The film was theatrically released on 19 March 2026.

==Plot==
Set several years after the events of Love Mocktail 2, the film follows Adi, who is now a single father to Nidhi, the girl he adopted at the end of the previous film. Their life is built around simple routines, bedtime stories, school incidents, and the warmth of domestic stability, supported by their caretaker “Jagga Mummy” and frequent visits from Adi’s close friend Viju.

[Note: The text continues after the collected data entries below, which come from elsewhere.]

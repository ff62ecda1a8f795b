//! In-memory TTL store.
//!
//! Backs the recorder in tests and single-process development setups
//! where standing up Redis is not worth it. Expiry is lazy: reads treat
//! a past-deadline entry as absent, and writes prune dead entries.

use std::collections::HashMap;
use std::future::Future;
use std::pin::Pin;
use std::sync::atomic::{AtomicBool, Ordering};
use std::time::{Duration, Instant};

use parking_lot::RwLock;

use crate::error::{RecorderError, Result};
use crate::traits::TtlStore;

#[derive(Debug, Clone)]
struct StoredValue {
    bytes: Vec<u8>,
    expires_at: Instant,
}

/// Thread-safe in-memory key-value store with per-entry expiry.
pub struct MemoryStore {
    entries: RwLock<HashMap<String, StoredValue>>,
    /// Whether the store is accepting operations.
    open: AtomicBool,
}

impl MemoryStore {
    /// Creates an empty store.
    #[must_use]
    pub fn new() -> Self {
        Self {
            entries: RwLock::new(HashMap::new()),
            open: AtomicBool::new(true),
        }
    }

    /// Returns the number of live (unexpired) entries.
    #[must_use]
    pub fn len(&self) -> usize {
        let now = Instant::now();
        self.entries
            .read()
            .values()
            .filter(|v| v.expires_at > now)
            .count()
    }

    /// Returns true if the store holds no live entries.
    #[must_use]
    pub fn is_empty(&self) -> bool {
        self.len() == 0
    }

    fn check_open(&self) -> Result<()> {
        if self.open.load(Ordering::Acquire) {
            Ok(())
        } else {
            Err(RecorderError::StoreUnavailable(
                "store is closed".to_owned(),
            ))
        }
    }
}

impl Default for MemoryStore {
    fn default() -> Self {
        Self::new()
    }
}

impl TtlStore for MemoryStore {
    fn set<'a>(
        &'a self,
        key: &'a str,
        value: &'a [u8],
        ttl: Duration,
    ) -> Pin<Box<dyn Future<Output = Result<()>> + Send + 'a>> {
        Box::pin(async move {
            self.check_open()?;
            let now = Instant::now();
            let mut entries = self.entries.write();
            entries.retain(|_, v| v.expires_at > now);
            entries.insert(
                key.to_owned(),
                StoredValue {
                    bytes: value.to_vec(),
                    expires_at: now + ttl,
                },
            );
            Ok(())
        })
    }

    fn get<'a>(
        &'a self,
        key: &'a str,
    ) -> Pin<Box<dyn Future<Output = Result<Option<Vec<u8>>>> + Send + 'a>> {
        Box::pin(async move {
            self.check_open()?;
            let entries = self.entries.read();
            Ok(entries
                .get(key)
                .filter(|v| v.expires_at > Instant::now())
                .map(|v| v.bytes.clone()))
        })
    }

    fn close(&self) -> Pin<Box<dyn Future<Output = Result<()>> + Send + '_>> {
        Box::pin(async move {
            self.open.store(false, Ordering::Release);
            self.entries.write().clear();
            Ok(())
        })
    }
}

As the story unfolds, an unexpected claim emerges when an elderly woman, Dr. Shanta, asserts that Nidhi is her biological granddaughter. This sparks an emotionally intense custody battle, pushing Adi to confront unresolved parts of his past while trying to keep the daughter he deeply loves. Legal and emotional challenges follow, testing the limits of Adi’s resilience and the strength of their father‑daughter bond. The film continues the franchise’s themes of healing, responsibility, and emotional connection.

== Cast ==
- Darling Krishna as Aditya "Adi"
- Milana Nagaraj as Nidhima "Nidhi"
- Samvrutha Sunil as Nidhi
- Rachel David as Sihi
- Amrutha Iyengar as Joshitha "Jo"
- Abhilash Dalapathi as Viju
- Jagadish as Jagadish/Jagga Mummy
- Sushmita Gowda
- Rajani Bharadwaj as Rajini Teacher
- Rekha Kudligi as Dr. Shanta
- Dileep Raj as Advocate Sanjay
- Shwetha R Prasad as Advocate Leela
- Vaishali Deepak/Neyaara Deepak as Shruthi
- Nakul Abhyankar as Nakul
- B. M. Giriraj as Judge Gireesh

== Production ==
=== Development ===
Following the success of Love Mocktail (2020) and Love Mocktail 2 (2022), Darling Krishna conceived the third chapter as an exploration of fatherhood, family, and emotional evolution rather than conventional romance. The story was co‑written by Darling Krishna, Milana Nagaraj, and Yadunandan.

=== Casting ===
Most of the key cast from the second film returned, including Darling Krishna and Milana Nagaraj. Child actor Samvrutha joined as Nidhi. The supporting cast includes frequent collaborators like Amrutha Iyengar, Dileep Raj, and Shwetha Prasad.

== Music ==
The soundtrack album consists of four singles composed by Nakul Abhyankar with lyrics written by Raghavendra Kamath, Arun Naik and Shashank.

Track listing
| No. | Title | Lyrics | Singer(s) | Length |
|---|---|---|---|---|
| 1. | "Neene Neenene Nannella Aase" | Shashank | Nakul Abhyankar | 3:37 |
| 2. | "Obbantiyaade Naa" | Raghavendra Kamath | Nakul Abhayankar, Keerthan Holla | 4:48 |
| 3. | "Beladingalu" | Raghavendra Kamath | Vijay Prakash | 3:26 |
| 4. | "Muddu Magale" | Arun Naik | Vijay Prakash | 3:28 |

== Controversies ==
In March 2026, Love Mocktail 3 became embroiled in a plagiarism dispute after filmmaker Guru Deshpande and writer Raghavendra M. Naik publicly alleged that the film’s post‑intermission portions particularly, the custody battle and courtroom proceedings involving an adopted child, were lifted from a script they had previously narrated to Darling Krishna. They claimed that Krishna had heard their story during a narration meeting in August 2023 and later incorporated its core elements into Love Mocktail 3 without credit. Deshpande asserted that while the film was presented as a continuation of the franchise, its second half mirrored the central conflict and narrative turn of their script.

Darling Krishna denied the allegations, stating that Love Mocktail 3 had been developed over several years as a direct continuation of Love Mocktail 2, whose climax already established the adoption arc. He argued that the similarities cited were generic to stories about adoption and custody disputes and maintained that the opposing script was based on a separate, real‑life incident. Calling the accusations defamatory, Krishna announced his intention to file a defamation case against Guru Deshpande and Raghavendra Naik, asserting that the claims harmed his reputation and the film’s standing.